This post is not about holistic skincare. And honestly I didn’t intend to write a blog post today. But something really cool just happened to me on the grocery line at Whole Foods Market that I wanted to share. And by the way, this isn’t the first time I’ve had good things happen at Whole Foods Market, which is the biggest reason I choose to shop there, despite the fact that they are certainly not the lowest priced store. Oh and if anyone from Amazon happens to read this…I truly hope you strive to keep the culture and ethos of Whole Foods that allows for cool things like this to keep happening.

But on this busy evening, I was so affected by this experience, that I put my groceries in my car, grabbed my laptop, and went back inside to write this.

It’s a simple story about small gestures, and I hope it makes you smile.

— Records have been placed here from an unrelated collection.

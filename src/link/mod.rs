//! Serial link: framing, avionics words, validation barriers, the outbound
//! queue and the resilient transmit path.

pub mod arinc;
pub mod barrier;
pub mod codec;
pub mod queue;
pub mod resilience;
pub mod transport;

It was about 5 pm on a Monday evening, on the seventh day of Hanukkah and just days before Christmas. The store was crowded, and every single line was long. I got on what seemed to be the shortest of the long lines, and it was soon made clear that I had not chosen the fastest of the long lines. You know when you seem to get behind the person that has a TON of groceries, and then there are questions, or coupons, and conversation…and it just seems to take forever? Yup, that was the line I chose tonight. But as I looked around, I really had no idea if changing lines would have gotten me out of the store any sooner. So I decided to wait.

My makeshift Whole Foods Market “office” where I wrote this blog post after this event transpired.

I noticed that the cashier was very friendly, and was very chatty with each customer. That might annoy some customers–and I’ll admit, if I was in a rush, it would have annoyed me. But clearly I wasn’t in a rush because I’m literally sitting in the store, writing this now. The customers ahead of me had smiles on their faces as well, so clearly they were enjoying the conversation.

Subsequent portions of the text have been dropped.